In chapter four it has been pointed out that for the simple search algorithm both the choice of the prior distribution and the number of switching points affect the complexity of the solution and allows to improve the fit, provided that a proper number of iterations is to be performed. Due to the lack of any clear methodology to define how the parameters have to be set, the simple search approach presented in chapter four requires a subjective contribution from the user who sets the parameters. The approach presented here sets itself the level of granularity and prevents the overfitting problem from oc-curring.

Initial Investors 1 10 100

N = 10 0.000627651 0.000486483 0.000514156 N = 40 0.000539867 0.000453341 0.000468398 N = 100 0.000537426 0.000452683 0.000466779

Table 5.1: Mean square error of the estimated allocation using different initial number of investors and number of switching Points (N) parameters.
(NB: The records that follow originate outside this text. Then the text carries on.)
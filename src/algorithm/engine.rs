use log::{debug, warn};

use crate::algorithm::dijkstra::Dijkstra;
use crate::algorithm::{ShortestPathAlgorithm, ShortestPathTree};
use crate::graph::{Graph, Label, Weight};
use crate::{Error, Result};

/// What `run` does when the graph carries negative edge weights
#[derive(Debug, Clone, Copy, PartialEq, Eq, Default)]
pub enum NegativeWeightPolicy {
    /// Log a warning and run anyway; distances are undefined
    #[default]
    Warn,
    /// Refuse with `Error::NegativeWeight`
    Reject,
}

/// Engine settings
#[derive(Debug, Clone, Copy)]
pub struct EngineConfig {
    /// Handling of negative edge weights
    pub negative_weights: NegativeWeightPolicy,
    /// Whether queries fail on a tree computed before the latest mutation
    pub stale_check: bool,
}

impl Default for EngineConfig {
    fn default() -> Self {
        EngineConfig {
            negative_weights: NegativeWeightPolicy::Warn,
            stale_check: true,
        }
    }
}

impl EngineConfig {
    pub fn new() -> Self {
        Self::default()
    }

    /// Set the negative weight policy
    pub fn with_negative_weights(mut self, policy: NegativeWeightPolicy) -> Self {
        self.negative_weights = policy;
        self
    }

    /// Enable or disable the stale tree check on queries
    pub fn with_stale_check(mut self, enabled: bool) -> Self {
        self.stale_check = enabled;
        self
    }
}

/// Holds the shortest-path tree of the last `run` and answers queries from it
///
/// The engine starts with no tree; every `find_path` fails with
/// `Error::NotComputed` until the first successful `run`. Each run replaces the
/// tree entirely. Mutating the graph afterwards makes the tree stale.
///
/// Queries must pass the graph the tree was computed from. Each tree records
/// its store's id, so passing another store (a clone included) fails with
/// `Error::GraphMismatch` instead of answering from the wrong topology.
#[derive(Debug)]
pub struct SsspEngine<V, W>
where
    V: Label,
    W: Weight,
{
    config: EngineConfig,
    algorithm: Dijkstra,
    tree: Option<ShortestPathTree<V, W>>,
}

impl<V, W> SsspEngine<V, W>
where
    V: Label,
    W: Weight,
{
    pub fn new() -> Self {
        Self::with_config(EngineConfig::default())
    }

    pub fn with_config(config: EngineConfig) -> Self {
        SsspEngine {
            config,
            algorithm: Dijkstra::new(),
            tree: None,
        }
    }

    pub fn config(&self) -> &EngineConfig {
        &self.config
    }

    /// The tree from the last successful run
    pub fn tree(&self) -> Option<&ShortestPathTree<V, W>> {
        self.tree.as_ref()
    }

    /// Source of the last successful run
    pub fn source(&self) -> Option<&V> {
        self.tree.as_ref().map(ShortestPathTree::source)
    }

    /// True when there is a tree and `graph` is not the exact state it was computed from
    pub fn is_stale<G: Graph<V, W>>(&self, graph: &G) -> bool {
        self.tree.as_ref().is_some_and(|tree| {
            tree.store_id() != graph.store_id() || tree.generation() != graph.generation()
        })
    }

    /// Computes the shortest-path tree from `source`, replacing the current one.
    ///
    /// On error the previous tree is kept.
    pub fn run<G: Graph<V, W>>(&mut self, graph: &G, source: &V) -> Result<&ShortestPathTree<V, W>> {
        if !graph.contains_vertex(source) {
            return Err(Error::unknown_vertex(source));
        }
        // The sticky flag is O(1); only scan the edges when it is set
        if graph.has_negative_weights() && graph.contains_negative_weight() {
            match self.config.negative_weights {
                NegativeWeightPolicy::Reject => return Err(Error::NegativeWeight),
                NegativeWeightPolicy::Warn => {
                    warn!("running from {:?} over negative edge weights, distances are undefined", source)
                }
            }
        }

        let tree = self.algorithm.compute_shortest_paths(graph, source)?;
        debug!(
            "engine tree from {:?} at generation {}: {} reachable",
            source,
            tree.generation(),
            tree.len()
        );
        Ok(&*self.tree.insert(tree))
    }

    /// Re-runs the last source if the graph changed since. Returns whether it ran.
    pub fn refresh<G: Graph<V, W>>(&mut self, graph: &G) -> Result<bool> {
        let source = match &self.tree {
            None => return Err(Error::NotComputed),
            Some(tree)
                if tree.store_id() == graph.store_id()
                    && tree.generation() == graph.generation() =>
            {
                return Ok(false)
            }
            Some(tree) => tree.source().clone(),
        };
        self.run(graph, &source)?;
        Ok(true)
    }

    /// Distance from the last run's source to `dest`.
    ///
    /// If `path` is given it is cleared and, on success, filled with the vertices
    /// from the source to `dest` inclusive. It is left empty on any error.
    pub fn find_path<G: Graph<V, W>>(
        &self,
        graph: &G,
        dest: &V,
        mut path: Option<&mut Vec<V>>,
    ) -> Result<W> {
        if let Some(buffer) = path.as_deref_mut() {
            buffer.clear();
        }

        let tree = self.tree.as_ref().ok_or(Error::NotComputed)?;
        if !graph.contains_vertex(dest) {
            return Err(Error::unknown_vertex(dest));
        }
        if tree.store_id() != graph.store_id() {
            return Err(Error::GraphMismatch);
        }
        if self.config.stale_check && tree.generation() != graph.generation() {
            warn!(
                "query for {:?} against stale tree (generation {} vs {})",
                dest,
                tree.generation(),
                graph.generation()
            );
            return Err(Error::StaleTree {
                tree: tree.generation(),
                graph: graph.generation(),
            });
        }

        let distance = tree
            .distance(dest)
            .ok_or_else(|| Error::unreachable(tree.source(), dest))?;
        if let Some(buffer) = path {
            tree.write_path(dest, buffer);
        }
        Ok(distance)
    }

    /// Distance only, see [`Self::find_path`]
    pub fn distance<G: Graph<V, W>>(&self, graph: &G, dest: &V) -> Result<W> {
        self.find_path(graph, dest, None)
    }
}

impl<V, W> Default for SsspEngine<V, W>
where
    V: Label,
    W: Weight,
{
    fn default() -> Self {
        Self::new()
    }
}
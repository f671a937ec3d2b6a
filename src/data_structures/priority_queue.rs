use std::cmp::Reverse;
use std::collections::BinaryHeap;
use std::fmt::Debug;

/// A min-first wrapper around BinaryHeap for shortest path algorithms
///
/// There is no decrease-key: callers push a fresh entry when a priority
/// improves and skip the stale ones when they surface.
#[derive(Debug)]
pub struct BinaryHeapWrapper<V, P>
where
    V: Eq + Debug + Ord,
    P: Copy + Debug + Ord,
{
    /// The underlying binary heap
    heap: BinaryHeap<Reverse<(P, V)>>,
}

impl<V, P> BinaryHeapWrapper<V, P>
where
    V: Eq + Debug + Ord,
    P: Copy + Debug + Ord,
{
    /// Creates a new empty priority queue
    pub fn new() -> Self {
        BinaryHeapWrapper {
            heap: BinaryHeap::new(),
        }
    }

    /// Creates an empty queue with room for `capacity` entries before reallocating
    pub fn with_capacity(capacity: usize) -> Self {
        BinaryHeapWrapper {
            heap: BinaryHeap::with_capacity(capacity),
        }
    }

    /// Returns true if the priority queue is empty
    pub fn is_empty(&self) -> bool {
        self.heap.is_empty()
    }

    /// Returns the number of entries, stale ones included
    pub fn len(&self) -> usize {
        self.heap.len()
    }

    /// Pushes an element with the given priority into the priority queue
    pub fn push(&mut self, vertex: V, priority: P) {
        self.heap.push(Reverse((priority, vertex)));
    }

    /// Removes the element with the smallest priority
    pub fn pop(&mut self) -> Option<(V, P)> {
        self.heap.pop().map(|Reverse((priority, vertex))| (vertex, priority))
    }
}

impl<V, P> Default for BinaryHeapWrapper<V, P>
where
    V: Eq + Debug + Ord,
    P: Copy + Debug + Ord,
{
    fn default() -> Self {
        Self::new()
    }
}
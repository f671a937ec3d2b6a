//! Topology SSSP - mutable labelled graphs with Dijkstra shortest-path trees
//!
//! This library models a dynamic network (routers and links, say) as a mutable
//! adjacency-list graph keyed by arbitrary labels, and recomputes shortest-path
//! trees over it with Dijkstra's algorithm after each topology change.
//!
//! The [`AdjacencyList`] store tracks a mutation generation, and the
//! [`SsspEngine`] tags every tree it computes with that generation so queries
//! against a tree that predates a mutation fail fast instead of answering
//! from stale data.

pub mod algorithm;
pub mod data_structures;
pub mod graph;

pub use algorithm::{
    dijkstra::Dijkstra,
    engine::{EngineConfig, NegativeWeightPolicy, SsspEngine},
    ShortestPathAlgorithm, ShortestPathTree,
};
/// Re-export main types for convenient use
pub use graph::{AdjacencyList, Edge, Graph, Label, MutableGraph, Weight};
/// Float weights are wrapped for a total order
pub use ordered_float::OrderedFloat;

/// Error types for the library
#[derive(thiserror::Error, Debug, Clone, PartialEq, Eq)]
pub enum Error {
    #[error("Unknown vertex: {0}")]
    UnknownVertex(String),

    #[error("No path from {from} to {to}")]
    Unreachable { from: String, to: String },

    #[error("Graph contains negative edge weights")]
    NegativeWeight,

    #[error("No shortest-path tree has been computed yet")]
    NotComputed,

    #[error("Shortest-path tree was computed from a different graph")]
    GraphMismatch,

    #[error("Shortest-path tree is stale: computed at generation {tree}, graph is at generation {graph}")]
    StaleTree { tree: u64, graph: u64 },
}

impl Error {
    pub(crate) fn unknown_vertex<V: std::fmt::Debug>(vertex: &V) -> Self {
        Error::UnknownVertex(format!("{:?}", vertex))
    }

    pub(crate) fn unreachable<V: std::fmt::Debug>(from: &V, to: &V) -> Self {
        Error::Unreachable {
            from: format!("{:?}", from),
            to: format!("{:?}", to),
        }
    }
}

/// Result type for the library
pub type Result<T> = std::result::Result<T, Error>;
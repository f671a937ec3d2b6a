use std::fmt::Debug;
use std::hash::Hash;
use num_traits::{Float, One, Zero};
use ordered_float::OrderedFloat;
use uuid::Uuid;

use crate::Result;

/// Vertex label: any comparable, hashable value (router ids, names, ...)
pub trait Label: Clone + Debug + Eq + Hash + Ord {}

impl<T> Label for T where T: Clone + Debug + Eq + Hash + Ord {}

/// Edge weight: totally ordered, additive with a zero and a unit value.
///
/// `one()` is the weight given to edges inserted without an explicit weight.
/// Floating point weights go through [`OrderedFloat`].
pub trait Weight: Copy + Debug + Ord + Zero + One {
    /// Sum of two weights, `None` when it is not representable
    fn checked_sum(self, other: Self) -> Option<Self>;
}

macro_rules! integer_weight {
    ($($t:ty),*) => {
        $(
            impl Weight for $t {
                fn checked_sum(self, other: Self) -> Option<Self> {
                    self.checked_add(other)
                }
            }
        )*
    };
}

integer_weight!(i8, i16, i32, i64, i128, isize, u8, u16, u32, u64, u128, usize);

// Float sums saturate to infinity instead of overflowing
impl<F> Weight for OrderedFloat<F>
where
    F: Float + Debug,
{
    fn checked_sum(self, other: Self) -> Option<Self> {
        Some(self + other)
    }
}

/// Trait representing a weighted directed graph keyed by labels
pub trait Graph<V, W>: Debug
where
    V: Label,
    W: Weight,
{
    /// Returns the number of vertices in the graph
    fn vertex_count(&self) -> usize;

    /// Returns the number of directed edges in the graph
    fn edge_count(&self) -> usize;

    /// Returns true if the vertex exists in the graph
    fn contains_vertex(&self, vertex: &V) -> bool;

    /// Returns an iterator over the outgoing edges from a vertex
    fn outgoing_edges(&self, vertex: &V) -> Box<dyn Iterator<Item = (&V, W)> + '_>;

    /// Returns true if there's an edge from `from` to `to`
    fn has_edge(&self, from: &V, to: &V) -> bool {
        self.edge_weight(from, to).is_some()
    }

    /// Gets the weight of an edge if it exists
    fn edge_weight(&self, from: &V, to: &V) -> Option<W>;

    /// Identity of this store instance; clones get a fresh one
    fn store_id(&self) -> Uuid;

    /// Mutation counter, bumped by every structural change
    fn generation(&self) -> u64;

    /// True if a negative weight has ever been inserted, even if since removed
    fn has_negative_weights(&self) -> bool;

    /// True if an edge currently in the graph carries a negative weight
    fn contains_negative_weight(&self) -> bool;
}

/// Trait for mutable graph operations
///
/// Edge insertion creates missing endpoints. Removal is stricter: referring to
/// a vertex that does not exist is an error, while removing an absent edge
/// between existing vertices is a no-op reported as `Ok(false)`.
pub trait MutableGraph<V, W>: Graph<V, W>
where
    V: Label,
    W: Weight,
{
    /// Adds a vertex with no edges. Returns false if it was already present.
    fn insert_vertex(&mut self, vertex: V) -> bool;

    /// Removes a vertex together with every edge into or out of it
    fn remove_vertex(&mut self, vertex: &V) -> Result<()>;

    /// Adds or overwrites the directed edge `from -> to`
    fn insert_directed_edge(&mut self, from: V, to: V, weight: W);

    /// Removes the directed edge `from -> to`. Returns whether an edge was removed.
    fn remove_directed_edge(&mut self, from: &V, to: &V) -> Result<bool>;

    /// Adds or overwrites the edge in both directions
    fn insert_edge(&mut self, a: V, b: V, weight: W) {
        self.insert_directed_edge(a.clone(), b.clone(), weight);
        self.insert_directed_edge(b, a, weight);
    }

    /// Removes the edge in both directions. Returns whether anything was removed.
    fn remove_edge(&mut self, a: &V, b: &V) -> Result<bool> {
        let forward = self.remove_directed_edge(a, b)?;
        let backward = self.remove_directed_edge(b, a)?;
        Ok(forward || backward)
    }

    /// Undirected edge with the default weight
    fn add_edge(&mut self, a: V, b: V) {
        self.insert_edge(a, b, W::one());
    }

    /// Directed edge with the default weight
    fn add_directed_edge(&mut self, from: V, to: V) {
        self.insert_directed_edge(from, to, W::one());
    }
}
use std::collections::HashMap;
use uuid::Uuid;

use crate::graph::{Graph, Label, Weight};
use crate::Result;

#[cfg(feature = "serde")]
use serde::{Deserialize, Serialize};

/// Distance and predecessor recorded for one reachable vertex
#[derive(Debug, Clone, PartialEq, Eq)]
#[cfg_attr(feature = "serde", derive(Serialize, Deserialize))]
pub struct TreeEntry<V, W> {
    pub distance: W,
    pub parent: Option<V>,
}

/// Shortest-path tree rooted at `source`
///
/// Only reachable vertices have an entry. The tree remembers which store it
/// was computed from and that store's generation at the time.
#[derive(Debug, Clone)]
#[cfg_attr(
    feature = "serde",
    derive(Serialize, Deserialize),
    serde(bound(
        serialize = "V: Serialize + std::hash::Hash + Eq, W: Serialize",
        deserialize = "V: Deserialize<'de> + std::hash::Hash + Eq, W: Deserialize<'de>"
    ))
)]
pub struct ShortestPathTree<V, W> {
    source: V,
    store_id: Uuid,
    generation: u64,
    entries: HashMap<V, TreeEntry<V, W>>,
}

impl<V, W> ShortestPathTree<V, W>
where
    V: Label,
    W: Weight,
{
    pub(crate) fn new(
        source: V,
        store_id: Uuid,
        generation: u64,
        entries: HashMap<V, TreeEntry<V, W>>,
    ) -> Self {
        ShortestPathTree {
            source,
            store_id,
            generation,
            entries,
        }
    }

    pub fn source(&self) -> &V {
        &self.source
    }

    /// Id of the store this tree was computed from
    pub fn store_id(&self) -> Uuid {
        self.store_id
    }

    /// Generation of the graph this tree was computed from
    pub fn generation(&self) -> u64 {
        self.generation
    }

    /// Number of reachable vertices, the source included
    pub fn len(&self) -> usize {
        self.entries.len()
    }

    pub fn is_empty(&self) -> bool {
        self.entries.is_empty()
    }

    pub fn is_reachable(&self, vertex: &V) -> bool {
        self.entries.contains_key(vertex)
    }

    /// Shortest distance from the source, `None` when unreachable
    pub fn distance(&self, vertex: &V) -> Option<W> {
        self.entries.get(vertex).map(|entry| entry.distance)
    }

    /// Predecessor on the shortest path, `None` for the source and unreachable vertices
    pub fn parent(&self, vertex: &V) -> Option<&V> {
        self.entries.get(vertex)?.parent.as_ref()
    }

    pub fn iter(&self) -> impl Iterator<Item = (&V, &TreeEntry<V, W>)> + '_ {
        self.entries.iter()
    }

    /// Walks parent pointers back from `target` and returns the path source..=target
    pub fn path_to(&self, target: &V) -> Option<Vec<V>> {
        let mut path = Vec::new();
        self.write_path(target, &mut path).then_some(path)
    }

    /// Fills `path` with source..=target. Returns false, leaving `path` empty,
    /// when `target` is unreachable.
    pub(crate) fn write_path(&self, target: &V, path: &mut Vec<V>) -> bool {
        path.clear();
        if !self.is_reachable(target) {
            return false;
        }

        let mut current = Some(target);
        while let Some(vertex) = current {
            path.push(vertex.clone());
            current = self.parent(vertex);
        }
        path.reverse();
        true
    }
}

impl<V, W> PartialEq for ShortestPathTree<V, W>
where
    V: Label,
    W: Weight,
{
    fn eq(&self, other: &Self) -> bool {
        self.source == other.source
            && self.store_id == other.store_id
            && self.generation == other.generation
            && self.entries == other.entries
    }
}

impl<V, W> Eq for ShortestPathTree<V, W>
where
    V: Label,
    W: Weight,
{
}

/// Trait for shortest path algorithms
pub trait ShortestPathAlgorithm<V, W, G>
where
    V: Label,
    W: Weight,
    G: Graph<V, W>,
{
    /// Compute shortest paths from a source vertex to all reachable vertices
    fn compute_shortest_paths(&self, graph: &G, source: &V) -> Result<ShortestPathTree<V, W>>;

    /// Get the name of the algorithm
    fn name(&self) -> &'static str;

    /// Get the shortest path from source to target as a sequence of vertices
    fn get_path(&self, tree: &ShortestPathTree<V, W>, target: &V) -> Option<Vec<V>> {
        tree.path_to(target)
    }
}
Date 30-07-2002

5.2 Sensitivity Analysis

As described in the previous section the self-regularizing algorithm requires only two parameters to be specified, namely the number of investor classes and the number of weights that have to be used as the starting prior of the algorithm. Although these two parameters have a remarkable impact on the final outcome of the computation of the solutions, it should be noted that the estimated optimal allocation of weights Θ^∗ obtained using different parameters are now more stable than it has been observed for the simple search algorithm.

The results obtained with this algorithm are pretty satisfactory, and it is therefore interesting to perform stress tests that go beyond the choice of the initial parameters. In chapter three it has been said that power utility functions that describe the low and the high utility level of the individual investors should be fitted to the tails of the market utility function. The tails used up to now reflect high and low utility levels fitted on the returns that belong respectively to the lowest and the highest twenty percentiles of the distribution of DAX returns. This definition of tails can be questionable, and estimates using different tails are presented further on in this section.

In the final part of the chapter it is shown that the self-regularizing search algorithm delivers stable solutions also when modelling the individual utility function of all the investor classes with a logarithmic funcional specification.

It is possible to state that the algorithm can compute a solution for all the utility function specifications that are invertible and additive.